Task statement: Only one stretch of the data is wanted: the line containing "2. length filter", the line containing "5. novelty against", and every line between them, copied exactly.

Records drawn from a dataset
+ + + + + + +

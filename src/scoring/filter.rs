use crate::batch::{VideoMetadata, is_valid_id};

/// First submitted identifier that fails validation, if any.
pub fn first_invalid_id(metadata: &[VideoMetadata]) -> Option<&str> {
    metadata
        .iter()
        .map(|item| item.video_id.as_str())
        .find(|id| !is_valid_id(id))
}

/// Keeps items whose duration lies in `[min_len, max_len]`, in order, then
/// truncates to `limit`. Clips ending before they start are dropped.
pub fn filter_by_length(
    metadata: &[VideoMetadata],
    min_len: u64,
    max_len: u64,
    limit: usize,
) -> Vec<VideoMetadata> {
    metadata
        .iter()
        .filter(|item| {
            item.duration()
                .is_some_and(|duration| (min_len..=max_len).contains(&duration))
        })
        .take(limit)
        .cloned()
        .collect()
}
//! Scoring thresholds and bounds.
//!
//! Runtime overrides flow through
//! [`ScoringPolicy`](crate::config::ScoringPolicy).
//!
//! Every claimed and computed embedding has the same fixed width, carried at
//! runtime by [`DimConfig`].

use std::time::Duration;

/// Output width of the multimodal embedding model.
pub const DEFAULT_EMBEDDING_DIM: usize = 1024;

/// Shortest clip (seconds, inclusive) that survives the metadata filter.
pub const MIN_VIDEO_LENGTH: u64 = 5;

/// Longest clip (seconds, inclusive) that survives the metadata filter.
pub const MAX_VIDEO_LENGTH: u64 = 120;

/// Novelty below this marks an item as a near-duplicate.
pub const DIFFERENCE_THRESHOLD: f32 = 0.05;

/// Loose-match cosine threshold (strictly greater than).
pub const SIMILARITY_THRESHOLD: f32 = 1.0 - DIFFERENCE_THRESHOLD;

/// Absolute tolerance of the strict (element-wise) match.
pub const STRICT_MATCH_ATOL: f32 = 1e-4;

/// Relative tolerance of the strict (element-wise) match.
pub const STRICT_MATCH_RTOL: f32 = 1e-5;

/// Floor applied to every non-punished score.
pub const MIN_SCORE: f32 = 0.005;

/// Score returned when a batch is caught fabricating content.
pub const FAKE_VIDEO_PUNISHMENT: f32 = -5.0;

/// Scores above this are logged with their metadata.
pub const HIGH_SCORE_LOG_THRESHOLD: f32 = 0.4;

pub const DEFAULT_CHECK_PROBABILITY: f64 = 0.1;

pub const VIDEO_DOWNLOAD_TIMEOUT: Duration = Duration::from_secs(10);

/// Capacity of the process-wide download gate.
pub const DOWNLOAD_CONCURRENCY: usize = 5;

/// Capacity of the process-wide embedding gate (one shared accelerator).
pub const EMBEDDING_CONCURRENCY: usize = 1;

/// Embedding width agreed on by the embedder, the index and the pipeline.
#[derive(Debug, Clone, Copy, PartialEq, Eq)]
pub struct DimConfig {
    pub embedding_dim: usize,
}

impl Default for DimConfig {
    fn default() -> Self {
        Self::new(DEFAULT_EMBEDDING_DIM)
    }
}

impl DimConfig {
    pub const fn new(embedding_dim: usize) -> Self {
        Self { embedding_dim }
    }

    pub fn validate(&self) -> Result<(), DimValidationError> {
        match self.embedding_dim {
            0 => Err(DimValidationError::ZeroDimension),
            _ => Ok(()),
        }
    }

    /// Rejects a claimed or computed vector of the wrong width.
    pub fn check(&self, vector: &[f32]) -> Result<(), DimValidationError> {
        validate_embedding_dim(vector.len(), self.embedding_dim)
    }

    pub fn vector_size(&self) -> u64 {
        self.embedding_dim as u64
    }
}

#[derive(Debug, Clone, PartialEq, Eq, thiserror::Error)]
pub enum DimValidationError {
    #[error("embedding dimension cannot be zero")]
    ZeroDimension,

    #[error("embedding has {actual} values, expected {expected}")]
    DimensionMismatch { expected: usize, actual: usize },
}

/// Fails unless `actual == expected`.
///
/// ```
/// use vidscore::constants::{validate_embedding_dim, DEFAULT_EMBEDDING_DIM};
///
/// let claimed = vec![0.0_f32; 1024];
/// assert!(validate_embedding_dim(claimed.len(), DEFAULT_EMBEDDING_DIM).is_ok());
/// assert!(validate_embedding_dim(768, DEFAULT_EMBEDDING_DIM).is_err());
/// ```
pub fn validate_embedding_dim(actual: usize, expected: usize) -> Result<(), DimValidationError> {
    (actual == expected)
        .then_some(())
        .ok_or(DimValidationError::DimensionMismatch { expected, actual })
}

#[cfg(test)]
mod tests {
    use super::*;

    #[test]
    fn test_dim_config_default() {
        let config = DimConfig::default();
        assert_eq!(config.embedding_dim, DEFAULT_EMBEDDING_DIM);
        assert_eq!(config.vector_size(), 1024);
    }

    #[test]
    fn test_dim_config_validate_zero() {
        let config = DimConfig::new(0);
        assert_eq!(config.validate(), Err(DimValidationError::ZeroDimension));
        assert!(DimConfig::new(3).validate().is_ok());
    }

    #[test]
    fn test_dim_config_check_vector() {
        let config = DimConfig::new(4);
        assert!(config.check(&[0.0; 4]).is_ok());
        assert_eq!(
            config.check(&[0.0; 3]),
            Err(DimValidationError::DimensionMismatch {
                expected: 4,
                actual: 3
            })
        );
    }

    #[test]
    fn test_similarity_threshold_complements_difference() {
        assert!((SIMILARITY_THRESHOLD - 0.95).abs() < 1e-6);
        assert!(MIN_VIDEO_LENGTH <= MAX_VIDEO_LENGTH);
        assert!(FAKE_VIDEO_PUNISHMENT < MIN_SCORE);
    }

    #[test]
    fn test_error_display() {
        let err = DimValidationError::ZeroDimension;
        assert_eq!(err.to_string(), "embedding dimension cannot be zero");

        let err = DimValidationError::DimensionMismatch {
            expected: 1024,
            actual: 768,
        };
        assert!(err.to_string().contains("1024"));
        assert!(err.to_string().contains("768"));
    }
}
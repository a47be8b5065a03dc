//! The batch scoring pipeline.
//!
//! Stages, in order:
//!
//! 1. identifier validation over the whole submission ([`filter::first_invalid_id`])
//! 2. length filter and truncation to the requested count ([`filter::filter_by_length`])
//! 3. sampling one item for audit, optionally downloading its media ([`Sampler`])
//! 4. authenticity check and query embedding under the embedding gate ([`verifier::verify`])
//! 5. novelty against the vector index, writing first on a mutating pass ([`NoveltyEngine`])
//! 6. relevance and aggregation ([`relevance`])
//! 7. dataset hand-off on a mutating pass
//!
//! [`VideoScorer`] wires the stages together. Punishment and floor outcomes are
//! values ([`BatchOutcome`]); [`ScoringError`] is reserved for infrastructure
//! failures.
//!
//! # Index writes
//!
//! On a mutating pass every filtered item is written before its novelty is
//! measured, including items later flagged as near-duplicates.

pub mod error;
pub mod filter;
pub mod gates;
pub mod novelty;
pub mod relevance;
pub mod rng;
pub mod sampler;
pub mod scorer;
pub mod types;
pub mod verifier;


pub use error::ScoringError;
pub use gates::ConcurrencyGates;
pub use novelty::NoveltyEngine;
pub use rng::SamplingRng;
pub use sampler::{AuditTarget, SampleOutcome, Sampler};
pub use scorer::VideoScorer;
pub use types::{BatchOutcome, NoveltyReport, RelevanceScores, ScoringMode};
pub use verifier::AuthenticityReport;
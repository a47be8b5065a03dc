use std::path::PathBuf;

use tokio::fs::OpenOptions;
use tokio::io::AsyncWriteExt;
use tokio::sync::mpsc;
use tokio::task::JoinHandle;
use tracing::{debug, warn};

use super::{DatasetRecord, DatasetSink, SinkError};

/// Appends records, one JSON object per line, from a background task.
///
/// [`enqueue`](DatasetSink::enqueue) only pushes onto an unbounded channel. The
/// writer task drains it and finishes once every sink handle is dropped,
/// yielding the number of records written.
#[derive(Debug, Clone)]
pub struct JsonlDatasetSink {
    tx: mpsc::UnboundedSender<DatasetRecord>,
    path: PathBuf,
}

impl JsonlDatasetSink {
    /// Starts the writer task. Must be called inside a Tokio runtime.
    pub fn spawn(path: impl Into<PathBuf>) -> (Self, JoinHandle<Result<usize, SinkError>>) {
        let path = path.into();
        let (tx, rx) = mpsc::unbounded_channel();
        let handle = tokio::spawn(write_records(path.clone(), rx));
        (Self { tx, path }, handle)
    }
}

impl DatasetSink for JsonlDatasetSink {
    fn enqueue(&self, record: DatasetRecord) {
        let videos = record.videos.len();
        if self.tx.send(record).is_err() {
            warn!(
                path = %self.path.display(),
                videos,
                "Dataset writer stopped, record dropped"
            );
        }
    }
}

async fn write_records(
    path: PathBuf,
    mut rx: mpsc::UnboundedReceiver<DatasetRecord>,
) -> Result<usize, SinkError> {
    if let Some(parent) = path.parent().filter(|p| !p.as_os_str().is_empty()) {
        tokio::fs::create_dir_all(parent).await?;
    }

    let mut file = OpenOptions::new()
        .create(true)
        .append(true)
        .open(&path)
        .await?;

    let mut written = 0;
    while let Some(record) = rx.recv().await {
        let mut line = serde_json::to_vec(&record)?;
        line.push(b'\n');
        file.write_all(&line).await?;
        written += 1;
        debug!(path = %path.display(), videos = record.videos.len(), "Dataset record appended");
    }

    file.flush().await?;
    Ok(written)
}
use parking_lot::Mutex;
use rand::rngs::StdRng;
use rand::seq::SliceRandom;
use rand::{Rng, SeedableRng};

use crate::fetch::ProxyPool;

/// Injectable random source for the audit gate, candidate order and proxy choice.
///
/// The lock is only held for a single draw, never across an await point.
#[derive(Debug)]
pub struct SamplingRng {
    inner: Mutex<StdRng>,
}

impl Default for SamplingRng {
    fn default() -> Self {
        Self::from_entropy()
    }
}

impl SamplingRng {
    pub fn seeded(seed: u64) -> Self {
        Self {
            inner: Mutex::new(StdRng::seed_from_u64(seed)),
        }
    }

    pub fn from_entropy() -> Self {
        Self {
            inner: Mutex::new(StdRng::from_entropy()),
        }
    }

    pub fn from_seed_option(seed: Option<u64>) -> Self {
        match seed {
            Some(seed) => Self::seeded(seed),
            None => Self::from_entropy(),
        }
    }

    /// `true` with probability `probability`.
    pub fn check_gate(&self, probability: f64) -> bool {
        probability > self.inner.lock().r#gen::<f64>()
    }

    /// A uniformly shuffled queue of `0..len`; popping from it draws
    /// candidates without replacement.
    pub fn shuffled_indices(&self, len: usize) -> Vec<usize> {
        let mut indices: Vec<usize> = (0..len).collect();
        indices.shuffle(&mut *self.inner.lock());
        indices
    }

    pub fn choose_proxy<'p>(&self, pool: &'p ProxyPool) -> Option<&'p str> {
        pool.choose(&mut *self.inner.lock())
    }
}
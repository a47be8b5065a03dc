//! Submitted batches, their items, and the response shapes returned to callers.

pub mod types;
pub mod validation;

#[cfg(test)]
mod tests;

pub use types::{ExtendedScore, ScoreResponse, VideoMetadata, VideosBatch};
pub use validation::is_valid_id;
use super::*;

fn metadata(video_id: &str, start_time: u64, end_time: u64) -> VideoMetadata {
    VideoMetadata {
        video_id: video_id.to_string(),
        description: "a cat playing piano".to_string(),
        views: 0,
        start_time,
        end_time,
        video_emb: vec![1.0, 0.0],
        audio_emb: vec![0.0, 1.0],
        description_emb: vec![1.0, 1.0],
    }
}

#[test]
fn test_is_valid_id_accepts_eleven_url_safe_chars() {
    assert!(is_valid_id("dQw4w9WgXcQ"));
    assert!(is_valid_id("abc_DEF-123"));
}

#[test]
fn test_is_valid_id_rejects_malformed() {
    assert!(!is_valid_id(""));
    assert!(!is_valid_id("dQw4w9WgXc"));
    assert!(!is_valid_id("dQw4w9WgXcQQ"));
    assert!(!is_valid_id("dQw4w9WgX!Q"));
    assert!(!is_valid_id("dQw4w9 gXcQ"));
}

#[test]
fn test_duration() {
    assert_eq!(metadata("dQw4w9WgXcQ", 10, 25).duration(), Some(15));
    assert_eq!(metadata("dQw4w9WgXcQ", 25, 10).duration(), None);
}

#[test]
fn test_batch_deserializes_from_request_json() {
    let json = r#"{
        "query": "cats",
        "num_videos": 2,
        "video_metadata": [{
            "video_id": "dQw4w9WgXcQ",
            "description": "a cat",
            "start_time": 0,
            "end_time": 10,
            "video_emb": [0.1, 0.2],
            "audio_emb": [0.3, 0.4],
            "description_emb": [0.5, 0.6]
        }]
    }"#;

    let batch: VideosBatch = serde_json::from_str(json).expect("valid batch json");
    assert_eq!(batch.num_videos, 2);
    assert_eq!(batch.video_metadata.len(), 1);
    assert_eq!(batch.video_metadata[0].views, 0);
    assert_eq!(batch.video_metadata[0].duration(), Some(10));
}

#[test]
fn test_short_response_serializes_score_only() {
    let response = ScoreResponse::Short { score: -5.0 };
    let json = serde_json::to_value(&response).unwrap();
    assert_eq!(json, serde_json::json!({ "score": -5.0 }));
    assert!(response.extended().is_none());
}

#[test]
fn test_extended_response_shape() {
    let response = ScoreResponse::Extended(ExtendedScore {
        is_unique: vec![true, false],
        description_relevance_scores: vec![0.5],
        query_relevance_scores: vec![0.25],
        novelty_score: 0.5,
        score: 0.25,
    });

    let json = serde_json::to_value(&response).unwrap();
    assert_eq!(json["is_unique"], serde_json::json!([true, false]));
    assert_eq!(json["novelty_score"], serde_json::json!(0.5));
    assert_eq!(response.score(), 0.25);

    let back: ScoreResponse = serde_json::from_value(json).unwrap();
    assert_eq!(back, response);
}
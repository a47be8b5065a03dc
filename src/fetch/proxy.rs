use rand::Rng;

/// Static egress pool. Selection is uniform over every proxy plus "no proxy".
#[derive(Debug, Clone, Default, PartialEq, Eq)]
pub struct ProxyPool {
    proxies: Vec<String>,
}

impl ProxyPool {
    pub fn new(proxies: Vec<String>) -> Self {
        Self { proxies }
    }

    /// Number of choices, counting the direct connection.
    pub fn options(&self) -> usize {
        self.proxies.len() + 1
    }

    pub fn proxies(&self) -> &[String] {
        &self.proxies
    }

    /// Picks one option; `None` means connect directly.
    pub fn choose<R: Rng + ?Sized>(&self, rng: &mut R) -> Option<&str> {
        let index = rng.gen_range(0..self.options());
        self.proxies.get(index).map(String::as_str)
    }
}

+ + + + + + +

Output of the task:
//! 2. length filter and truncation to the requested count ([`filter::filter_by_length`])
//! 3. sampling one item for audit, optionally downloading its media ([`Sampler`])
//! 4. authenticity check and query embedding under the embedding gate ([`verifier::verify`])
//! 5. novelty against the vector index, writing first on a mutating pass ([`NoveltyEngine`])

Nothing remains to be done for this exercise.